Base Models (Required)¶
These are third-party models that LandmarkDiff uses. They are downloaded automatically on first run.
| Model | Source | Size | Purpose |
|---|---|---|---|
| Stable Diffusion 1.5 | runwayml/stable-diffusion-v1-5 | ~4 GB | Base diffusion backbone |
| ControlNet MediaPipe Face | CrucibleAI/ControlNetMediaPipeFace | ~1.4 GB | Face mesh conditioning |
| MediaPipe Face Mesh | google/mediapipe | ~5 MB | 478-point landmark detection |
Post-Processing Models (Optional)¶
| Model | Source | Size | Purpose |
|---|---|---|---|
| CodeFormer | sczhou/CodeFormer | ~400 MB | Face restoration (primary) |
| GFPGAN v1.4 | TencentARC/GFPGAN | ~350 MB | Face restoration (fallback) |
| Real-ESRGAN x4 | xinntao/Real-ESRGAN | ~64 MB | Background super-resolution |
| ArcFace | insightface/buffalo_l | ~250 MB | Identity verification |
Fine-tuned Checkpoints¶
| Checkpoint | Dataset | Steps | FID | LPIPS | Status |
|---|---|---|---|---|---|
phase_a_50k |
50K synthetic pairs | 50K | TBD | TBD | Training |
phase_b_clinical |
Clinical + synthetic | TBD | TBD | TBD | Planned |
Downloading checkpoints¶
Training Your Own¶
See docs/GPU_TRAINING_GUIDE.md for instructions on training from scratch.
# Generate training data
python scripts/generate_synthetic_data.py --input data/ffhq_samples/ --output data/synthetic_pairs/ --num 50000
# Train Phase A
python scripts/train_controlnet.py --data_dir data/synthetic_pairs/ --output_dir checkpoints/ --num_train_steps 50000
Hardware Requirements¶
| Task | Min VRAM | Recommended | Time |
|---|---|---|---|
| Inference (single image) | 6 GB | 8 GB | ~5 sec |
| Inference (batch of 16) | 12 GB | 16 GB | ~30 sec |
| Training Phase A (10K steps) | 24 GB | 40 GB (A100) | ~1 hour |
| Training Phase A (50K steps) | 40 GB | 80 GB (A100) | ~6 hours |
| Training Phase B | 40 GB | 80 GB (A100) | ~30 hours |
Planned Models¶
The following models are on the roadmap as LandmarkDiff moves toward a 3D-native pipeline (phone video scan to interactive 3D surgical preview). None of these are available yet; this section previews what is coming.

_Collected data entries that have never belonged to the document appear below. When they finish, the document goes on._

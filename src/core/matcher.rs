use crate::core::distance::validate_radius;
use crate::core::filters::{filter_by_proximity, rank_and_truncate, SortKey};
use crate::core::scoring::FactorAggregator;
use crate::core::taxonomy::LocationTaxonomy;
use crate::error::{MatchError, Result};
use crate::models::{CompatibilityResult, LocationScoring, Profile, ScoringWeights};
use serde::{Deserialize, Serialize};
use std::sync::Arc;

/// Default minimum score for a candidate to count as a match
pub const DEFAULT_MIN_SCORE: f64 = 0.45;

/// Knobs for [`MatchEngine::find_matches`]
#[derive(Debug, Clone, Copy, PartialEq, Serialize, Deserialize)]
#[serde(default, rename_all = "camelCase")]
pub struct MatchOptions {
    /// Inclusive cutoff in `[0, 1]`
    pub min_score: f64,
    /// Radius in miles for the proximity pre-filter
    ///
    /// Applies only when the subject has coordinates; candidates without
    /// coordinates are then excluded.
    pub proximity: Option<f64>,
    /// Drop results where a deal-breaker fired instead of only flagging them
    pub exclude_vetoed: bool,
    pub limit: Option<usize>,
}

impl MatchOptions {
    pub fn validate(&self) -> Result<()> {
        validate_min_score(self.min_score)?;
        if let Some(radius) = self.proximity {
            validate_radius(radius)?;
        }
        Ok(())
    }
}

impl Default for MatchOptions {
    fn default() -> Self {
        Self {
            min_score: DEFAULT_MIN_SCORE,
            proximity: None,
            exclude_vetoed: true,
            limit: None,
        }
    }
}

fn validate_min_score(min_score: f64) -> Result<()> {
    if !(0.0..=1.0).contains(&min_score) {
        return Err(MatchError::invalid(
            "minScore",
            format!("must be within [0, 1], got {min_score}"),
        ));
    }
    Ok(())
}

/// Result of the matching process
#[derive(Debug, Clone, Default, PartialEq, Serialize)]
#[serde(rename_all = "camelCase")]
pub struct MatchResult {
    pub matches: Vec<CompatibilityResult>,
    /// Pool size, excluding the subject itself
    pub total_candidates: usize,
    /// Dropped by the proximity pre-filter
    pub prefiltered_out: usize,
    /// Scored below the cutoff
    pub below_cutoff: usize,
    /// Dropped because a deal-breaker fired
    pub vetoed: usize,
}

/// Main matching orchestrator
///
/// # Pipeline Stages
/// 1. Validation of the subject and every candidate
/// 2. Optional proximity pre-filter (bounding box, then exact distance)
/// 3. Factor scoring with deal-breaker annotation
/// 4. Cutoff, ranking and truncation
///
/// Holds no mutable state; clones share the location taxonomy.
#[derive(Debug, Clone)]
pub struct MatchEngine {
    aggregator: FactorAggregator,
    options: MatchOptions,
}

impl MatchEngine {
    /// Build an engine with a validated weight table
    pub fn new(weights: ScoringWeights) -> Result<Self> {
        Ok(Self {
            aggregator: FactorAggregator::new(weights, LocationScoring::default(), LocationTaxonomy::builtin())?,
            options: MatchOptions::default(),
        })
    }

    pub fn with_default_weights() -> Self {
        Self {
            aggregator: FactorAggregator::default(),
            options: MatchOptions::default(),
        }
    }

    /// Swap in a different place taxonomy
    pub fn with_taxonomy(self, taxonomy: Arc<LocationTaxonomy>) -> Self {
        Self {
            aggregator: self.aggregator.with_taxonomy(taxonomy),
            ..self
        }
    }

    pub fn with_location_scoring(self, location: LocationScoring) -> Result<Self> {
        Ok(Self {
            aggregator: self.aggregator.with_location_scoring(location)?,
            ..self
        })
    }

    /// Options used by [`MatchEngine::find_default_matches`]
    pub fn with_options(self, options: MatchOptions) -> Result<Self> {
        options.validate()?;
        Ok(Self { options, ..self })
    }

    pub fn weights(&self) -> &ScoringWeights {
        self.aggregator.weights()
    }

    pub fn options(&self) -> &MatchOptions {
        &self.options
    }

    pub fn taxonomy(&self) -> &Arc<LocationTaxonomy> {
        self.aggregator.taxonomy()
    }

    /// Score a single pair after validating both profiles
    pub fn score(&self, subject: &Profile, candidate: &Profile) -> Result<CompatibilityResult> {
        subject.validate()?;
        candidate.validate()?;
        Ok(self.aggregator.aggregate(subject, candidate))
    }

    /// Score every candidate and keep those at or above `min_score`
    ///
    /// The subject itself (same id) is skipped. Vetoed results are kept and
    /// flagged. Sorted by score descending, then candidate id.
    pub fn generate_matches(
        &self,
        subject: &Profile,
        pool: &[Profile],
        min_score: f64,
    ) -> Result<Vec<CompatibilityResult>> {
        let options = MatchOptions {
            min_score,
            proximity: None,
            exclude_vetoed: false,
            limit: None,
        };
        Ok(self.find_matches(subject, pool, &options)?.matches)
    }

    /// [`MatchEngine::find_matches`] with the engine's configured options
    pub fn find_default_matches(&self, subject: &Profile, pool: &[Profile]) -> Result<MatchResult> {
        self.find_matches(subject, pool, &self.options)
    }

    /// Find matches for a subject
    ///
    /// # Arguments
    /// * `subject` - The profile looking for a roommate
    /// * `pool` - Candidate profiles; may include the subject
    /// * `options` - Cutoff, proximity radius, veto handling and limit
    ///
    /// # Returns
    /// MatchResult with ranked matches and per-stage counts
    pub fn find_matches(&self, subject: &Profile, pool: &[Profile], options: &MatchOptions) -> Result<MatchResult> {
        options.validate()?;
        subject.validate()?;

        let candidates: Vec<&Profile> = pool.iter().filter(|c| c.id != subject.id).collect();
        for candidate in &candidates {
            candidate.validate()?;
        }
        let total_candidates = candidates.len();

        // Stage 1: proximity pre-filter
        let survivors: Vec<&Profile> = match (options.proximity, subject.coordinates()) {
            (Some(radius), Some(center)) => filter_by_proximity(&center, radius, &candidates)?
                .into_iter()
                .map(|hit| *hit.item)
                .collect(),
            (Some(radius), None) => {
                tracing::debug!(subject = %subject.id, radius, "subject has no coordinates; skipping proximity filter");
                candidates
            }
            (None, _) => candidates,
        };
        let prefiltered_out = total_candidates - survivors.len();

        // Stage 2: scoring
        let mut below_cutoff = 0usize;
        let mut vetoed = 0usize;
        let mut matches = Vec::with_capacity(survivors.len());

        for candidate in survivors {
            let result = self.aggregator.aggregate(subject, candidate);

            if result.score < options.min_score {
                tracing::debug!(candidate = %candidate.id, score = result.score, "below cutoff");
                below_cutoff += 1;
                continue;
            }

            if result.vetoed {
                tracing::warn!(
                    subject = %subject.id,
                    candidate = %candidate.id,
                    vetoed_by = ?result.vetoed_by,
                    "deal-breaker triggered"
                );
                if options.exclude_vetoed {
                    vetoed += 1;
                    continue;
                }
            }

            tracing::debug!(candidate = %candidate.id, score = result.score, "accepted");
            matches.push(result);
        }

        // Stage 3: rank and limit
        let matches = rank_and_truncate(matches, SortKey::Score, options.limit);

        tracing::info!(
            subject = %subject.id,
            total_candidates,
            prefiltered_out,
            below_cutoff,
            vetoed,
            matches = matches.len(),
            "match generation complete"
        );

        Ok(MatchResult {
            matches,
            total_candidates,
            prefiltered_out,
            below_cutoff,
            vetoed,
        })
    }
}

impl Default for MatchEngine {
    fn default() -> Self {
        Self::with_default_weights()
    }
}

#[cfg(test)]
mod tests {
    use super::*;
    use crate::models::{
        BudgetRange, Cleanliness, Coordinates, Gender, GenderPreference, Location, SmokingTolerance,
    };

    fn create_candidate(id: &str, gender: Gender, min: f64, max: f64, point: Option<Coordinates>) -> Profile {
        let mut profile = Profile::new(id, 24, gender, BudgetRange { min, max });
        if let Some(point) = point {
            profile.location = Location::at(point);
        }
        profile.preferred_gender = Some(GenderPreference::Any);
        profile.cleanliness = Some(Cleanliness::VeryClean);
        profile
    }

    fn create_subject() -> Profile {
        create_candidate(
            "subject",
            Gender::Female,
            200_000.0,
            350_000.0,
            Some(Coordinates::new(6.4281, 3.4216)),
        )
    }

    #[test]
    fn test_generate_matches_basic() {
        let engine = MatchEngine::with_default_weights();
        let subject = create_subject();
        let pool = vec![
            subject.clone(),
            create_candidate("close", Gender::Female, 200_000.0, 350_000.0, Some(Coordinates::new(6.43, 3.42))),
            create_candidate("far", Gender::Male, 900_000.0, 1_000_000.0, Some(Coordinates::new(9.07, 7.39))),
        ];

        let matches = engine.generate_matches(&subject, &pool, 0.45).unwrap();

        assert!(matches.iter().all(|m| m.candidate_id != "subject"));
        assert_eq!(matches[0].candidate_id, "close");
        assert!(matches.iter().all(|m| m.score >= 0.45));
        assert!(matches.windows(2).all(|w| w[0].score >= w[1].score));
    }

    #[test]
    fn test_min_score_out_of_range_is_rejected() {
        let engine = MatchEngine::default();
        let subject = create_subject();
        let err = engine.generate_matches(&subject, &[], 1.5).unwrap_err();
        assert_eq!(err.field(), Some("minScore"));
    }

    #[test]
    fn test_invalid_weights_are_rejected() {
        let weights = ScoringWeights { budget: 0.9, ..ScoringWeights::default() };
        assert!(matches!(MatchEngine::new(weights), Err(MatchError::Configuration(_))));
    }

    #[test]
    fn test_invalid_candidate_fails_fast() {
        let engine = MatchEngine::default();
        let subject = create_subject();
        let mut broken = create_candidate("broken", Gender::Male, 100.0, 200.0, None);
        broken.budget = BudgetRange { min: 300.0, max: 100.0 };

        let err = engine.generate_matches(&subject, &[broken], 0.0).unwrap_err();
        assert_eq!(err.field(), Some("broken.budget"));
    }

    #[test]
    fn test_find_matches_proximity_and_limit() {
        let engine = MatchEngine::default();
        let subject = create_subject();
        let pool = vec![
            create_candidate("a", Gender::Female, 200_000.0, 350_000.0, Some(Coordinates::new(6.43, 3.42))),
            create_candidate("b", Gender::Female, 200_000.0, 350_000.0, Some(Coordinates::new(6.44, 3.43))),
            create_candidate("no-coords", Gender::Female, 200_000.0, 350_000.0, None),
            create_candidate("abuja", Gender::Female, 200_000.0, 350_000.0, Some(Coordinates::new(9.07, 7.39))),
        ];
        let options = MatchOptions {
            min_score: 0.0,
            proximity: Some(5.0),
            exclude_vetoed: true,
            limit: Some(1),
        };

        let result = engine.find_matches(&subject, &pool, &options).unwrap();
        assert_eq!(result.total_candidates, 4);
        assert_eq!(result.prefiltered_out, 2);
        assert_eq!(result.matches.len(), 1);
    }

    #[test]
    fn test_find_matches_excludes_vetoed_by_default() {
        let engine = MatchEngine::default();
        let mut subject = create_subject();
        subject.deal_breakers = vec!["smoking-indoors".to_string()];
        let mut smoker = create_candidate("smoker", Gender::Female, 200_000.0, 350_000.0, None);
        smoker.smoking = Some(SmokingTolerance::Anywhere);
        let pool = vec![smoker];

        let result = engine.find_matches(&subject, &pool, &MatchOptions::default()).unwrap();
        assert!(result.matches.is_empty());
        assert_eq!(result.vetoed, 1);

        let flagged = engine.generate_matches(&subject, &pool, 0.0).unwrap();
        assert_eq!(flagged.len(), 1);
        assert!(flagged[0].vetoed);
    }

    #[test]
    fn test_proximity_without_subject_coordinates_is_skipped() {
        let engine = MatchEngine::default();
        let mut subject = create_subject();
        subject.location = Location::named("Lekki, Lagos");
        let pool = vec![create_candidate("a", Gender::Female, 200_000.0, 350_000.0, None)];
        let options = MatchOptions { min_score: 0.0, proximity: Some(5.0), ..MatchOptions::default() };

        let result = engine.find_matches(&subject, &pool, &options).unwrap();
        assert_eq!(result.prefiltered_out, 0);
        assert_eq!(result.matches.len(), 1);
    }

    #[test]
    fn test_engine_is_send_and_sync() {
        fn assert_send_sync<T: Send + Sync + Clone>() {}
        assert_send_sync::<MatchEngine>();
    }
}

| Model | Approach | Purpose | Status |
|---|---|---|---|
| 3D Face Reconstruction | FLAME-based fitting or neural implicit (NeRF/3DGS) | Reconstruct a textured 3D face mesh from a short phone video scan | Research |
| 3D Deformation Model | Mesh-space surgical simulation | Apply procedure-specific displacements directly on 3D mesh vertices instead of 2D pixel warps | Research |
| Multi-View Consistency | View-conditioned diffusion or 3DGS rendering | Ensure deformed face renders consistently across arbitrary viewpoints | Research |
| Mobile-Optimized Inference | Distilled/quantized pipeline | Run landmark detection, reconstruction, and preview on-device with acceptable latency | Planned |
3D face reconstruction model¶
Replaces the current single-image 2D pipeline entry point. Given 10-30 frames from a phone video scan (patient rotating their head), reconstructs a FLAME mesh with per-vertex texture. Candidate approaches include DECA-style regression, optimization-based FLAME fitting from MediaPipe landmarks, and feed-forward 3DGS methods.
3D deformation model¶
Operates on the reconstructed mesh rather than on 2D pixel coordinates. Existing procedure presets (rhinoplasty, blepharoplasty, etc.) would be re-expressed as 3D vertex displacement fields, enabling anatomically grounded deformations that look correct from any viewing angle.
Multi-view consistency model¶
Ensures that the deformed 3D representation renders without view-dependent artifacts. This may be handled implicitly by the 3D representation (mesh or 3DGS) or may require an additional consistency loss during training.
Mobile-optimized inference model¶
A distilled or quantized version of the pipeline targeting on-device inference. The goal is real-time landmark tracking and capture guidance, with reconstruction offloaded to a server or run locally on modern phones.